Note that under item (ii) above, an overseas organization’s agency in China means the branch or representative office of the overseas organization established in China, and the market survey permitted to be conducted by such an agency is limited to the products or services of such overseas organization.
Other updates
The 2021 Negative Lists also provide clarity on certain rules relating to the management of foreign investment in China:
- Overseas public offering of the domestic enterprise engaging in prohibited business under the 2021 Negative List
Subject to the applicable approval procedures, the overseas public offering of a domestic enterprise engaging in any business that is prohibited from foreign investment under the 2021 Negative Lists is generally permitted. Foreign investors are permitted to invest in such enterprises through a public offering pursuant to the relevant listing rules and regulations.
However, foreign investors are not allowed to participate in the operation and management of such domestic enterprise. In addition, the shareholding ratio of the foreign investors in such domestic enterprise after the public offering must not exceed the following thresholds: (i) 10% of all the shares held by a single foreign investor and its affiliates; and (ii) 30% of all the shares held by all foreign investors and their affiliates.

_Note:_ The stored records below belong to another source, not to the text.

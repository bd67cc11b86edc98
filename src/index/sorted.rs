//! Comparator-ordered document sequence.

use super::comparators::Comparator;
use crate::types::Document;
use serde_json::Value;
use std::cmp::Ordering;
use std::fmt;
use std::ops::Bound;

/// Documents of one collection ordered by one field.
///
/// Equal keys keep their insertion order. Removal locates a document by
/// identity within its run of equal keys, never by id.
#[derive(Clone)]
pub struct SortedIndex {
    field: String,
    comparator: Comparator,
    docs: Vec<Document>,
}

impl SortedIndex {
    /// Build an index from an unordered set of documents.
    pub fn build(
        field: impl Into<String>,
        comparator: Comparator,
        docs: impl IntoIterator<Item = Document>,
    ) -> Self {
        let field = field.into();
        let mut docs: Vec<Document> = docs.into_iter().collect();
        docs.sort_by(|a, b| comparator(a.get(&field), b.get(&field)));
        Self {
            field,
            comparator,
            docs,
        }
    }

    pub fn field(&self) -> &str {
        &self.field
    }

    fn key_cmp(&self, doc: &Document, key: Option<&Value>) -> Ordering {
        (self.comparator)(doc.get(&self.field), key)
    }

    /// First position whose key is greater than `key`.
    fn upper_bound(&self, key: Option<&Value>) -> usize {
        self.docs
            .partition_point(|d| self.key_cmp(d, key) != Ordering::Greater)
    }

    /// First position whose key is not less than `key`.
    fn lower_bound(&self, key: Option<&Value>) -> usize {
        self.docs
            .partition_point(|d| self.key_cmp(d, key) == Ordering::Less)
    }

    /// Insert after every document with an equal key.
    pub fn insert_one(&mut self, doc: Document) {
        let pos = self.upper_bound(doc.get(&self.field));
        self.docs.insert(pos, doc);
    }

    pub fn insert_many(&mut self, docs: impl IntoIterator<Item = Document>) {
        for doc in docs {
            self.insert_one(doc);
        }
    }

    /// Remove one document. Returns false if it is not in the index.
    pub fn remove_one(&mut self, doc: &Document) -> bool {
        let key = doc.get(&self.field);
        let (lo, hi) = (self.lower_bound(key), self.upper_bound(key));

        let found = (lo..hi)
            .find(|&i| self.docs[i].ptr_eq(doc))
            .or_else(|| (lo..hi).find(|&i| self.docs[i] == *doc));

        match found {
            Some(i) => {
                self.docs.remove(i);
                true
            }
            None => false,
        }
    }

    pub fn remove_many<'a>(&mut self, docs: impl IntoIterator<Item = &'a Document>) {
        for doc in docs {
            self.remove_one(doc);
        }
    }

    /// Documents in index order.
    pub fn as_slice(&self) -> &[Document] {
        &self.docs
    }

    pub fn to_vec(&self) -> Vec<Document> {
        self.docs.clone()
    }

    pub fn len(&self) -> usize {
        self.docs.len()
    }

    pub fn is_empty(&self) -> bool {
        self.docs.is_empty()
    }

    /// Documents between two keys, in index order.
    ///
    /// Bounds are positions in index order, so for a descending index the
    /// start key is the larger value.
    pub fn range(&self, start: Bound<&Value>, end: Bound<&Value>) -> &[Document] {
        let lo = match start {
            Bound::Included(key) => self.lower_bound(Some(key)),
            Bound::Excluded(key) => self.upper_bound(Some(key)),
            Bound::Unbounded => 0,
        };
        let hi = match end {
            Bound::Included(key) => self.upper_bound(Some(key)),
            Bound::Excluded(key) => self.lower_bound(Some(key)),
            Bound::Unbounded => self.docs.len(),
        };
        if lo >= hi {
            return &[];
        }
        &self.docs[lo..hi]
    }

    /// Number of documents between two keys.
    pub fn count_range(&self, start: Bound<&Value>, end: Bound<&Value>) -> usize {
        self.range(start, end).len()
    }
}

impl fmt::Debug for SortedIndex {
    fn fmt(&self, f: &mut fmt::Formatter<'_>) -> fmt::Result {
        f.debug_struct("SortedIndex")
            .field("field", &self.field)
            .field("len", &self.docs.len())
            .finish()
    }
}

We understand that the China Securities Regulatory Commission is leading a project to revise the administrative rules on the overseas public listing of domestic enterprises.. Although discussions and a review by the relevant Chinese authorities are currently underway, the exact timing for the official promulgation of such revision is, as of the date of this article, unclear.
- Foreign investment management
The 2021 Negative Lists expressly provide (by way of clarification) that (i) if a foreign invested entity makes further investments in China, the 2021 Negative Lists shall apply; and (ii) the market access negative list, which imposes industrial-specific regulatory restrictions, shall apply to both domestic and foreign investors.
Further to the issuance of the 2021 Negative Lists, the relevant Chinese authorities are also expected to promulgate revisions to associated rules and regulations so as to align them with the 2021 Negative Lists.